Main article: Enlargement of NATO

NATO has added new members six times since its founding in 1949, and since 2009 NATO has had 28 members. Twelve countries were part of the founding of NATO: Belgium, Canada, Denmark, France, Iceland, Italy, Luxembourg, the Netherlands, Norway, Portugal, the United Kingdom, and the United States. In 1952, Greece and Turkey became members of the Alliance, joined later by West Germany (in 1955) and Spain (in 1982). In 1990, with the reunification of Germany, NATO grew to include the former country of East Germany. Between 1994 and 1997, wider forums for regional cooperation between NATO and its neighbors were set up, including the Partnership for Peace, the Mediterranean Dialogue initiative and the Euro-Atlantic Partnership Council. In 1997, three former Warsaw Pact countries, Hungary, the Czech Republic, and Poland, were invited to join NATO. After this fourth enlargement in 1999, the Vilnius group of The Baltics and seven East European countries formed in May 2000 to cooperate and lobby for further NATO membership. Seven of these countries joined in the fifth enlargement in 2004. Albania and Croatia joined in the sixth enlargement in 2009.
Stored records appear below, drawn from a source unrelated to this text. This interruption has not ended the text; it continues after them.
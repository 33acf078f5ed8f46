use super::pattern_classifier::PatternClassifier;
use super::predictor::SignalPredictor;
use super::sequence_regressor::SequenceRegressor;
use crate::domain::config::ModelConfig;
use crate::domain::errors::PipelineError;
use crate::domain::market::ObservationPoint;
use crate::domain::ml::ModelSignal;
use rand::Rng;
use std::sync::Arc;
use tracing::debug;

/// Per-inference seeds, one per predictor
#[derive(Debug, Clone, Copy, PartialEq, Eq)]
pub struct EnsembleSeeds {
    pub classifier: u64,
    pub regressor: u64,
}

impl EnsembleSeeds {
    /// Deterministic seeds for inference number `step` of a seeded run.
    pub fn derive(base: u64, step: u64) -> Self {
        let root = base.wrapping_add(step.wrapping_mul(2));
        Self {
            classifier: root,
            regressor: root.wrapping_add(1),
        }
    }

    pub fn random() -> Self {
        let mut rng = rand::rng();
        Self {
            classifier: rng.random(),
            regressor: rng.random(),
        }
    }

    /// Seeded when `base` is set, fresh entropy otherwise.
    pub fn for_step(base: Option<u64>, step: u64) -> Self {
        match base {
            Some(base) => Self::derive(base, step),
            None => Self::random(),
        }
    }
}

/// Runs both predictors of one inference side by side.
#[derive(Clone)]
pub struct EnsembleRunner {
    classifier: Arc<dyn SignalPredictor>,
    regressor: Arc<dyn SignalPredictor>,
}

impl EnsembleRunner {
    pub fn new(config: &ModelConfig) -> Self {
        Self {
            classifier: Arc::new(PatternClassifier::new(config)),
            regressor: Arc::new(SequenceRegressor::new(config)),
        }
    }

    pub fn with_predictors(
        classifier: Arc<dyn SignalPredictor>,
        regressor: Arc<dyn SignalPredictor>,
    ) -> Self {
        Self {
            classifier,
            regressor,
        }
    }

    /// Returns `[classifier, regressor]` signals. The first predictor error
    /// (classifier first) aborts the inference.
    pub fn run(
        &self,
        window: &[ObservationPoint],
        seeds: EnsembleSeeds,
    ) -> Result<[ModelSignal; 2], PipelineError> {
        for predictor in [&self.classifier, &self.regressor] {
            if window.len() < predictor.min_observations() {
                debug!(
                    model = predictor.name(),
                    points = window.len(),
                    required = predictor.min_observations(),
                    "Window below training minimum, holding"
                );
            }
        }

        let (classified, regressed) = rayon::join(
            || self.classifier.predict(window, seeds.classifier),
            || self.regressor.predict(window, seeds.regressor),
        );
        let classified = classified?;
        let regressed = regressed?;

        debug!(
            points = window.len(),
            classifier = %classified.signal,
            classifier_confidence = classified.confidence,
            regressor = %regressed.signal,
            regressor_confidence = regressed.confidence,
            "Ensemble inference"
        );

        Ok([classified, regressed])
    }
}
Member states by date of accession[edit]

Date[2] Country Enlargement Notes
4 April 1949  Belgium Founders
 Canada
 Denmark Denmark's NATO membership includes the Faroe Islands and Greenland.
 France Founded as the Fourth French Republic, became the modern Fifth French Republic in 1958. France withdrew from the integrated military command in 1966 to pursue an independent defense system but returned to full participation on 3 April 2009.
 Iceland Iceland, the sole member that does not have its own standing army, joined on the condition that it would not be expected to establish one. However, its strategic geographic position in the Atlantic made it an invaluable member. It has a Coast Guard and has recently contributed a voluntary peacekeeping force, trained in Norway for NATO.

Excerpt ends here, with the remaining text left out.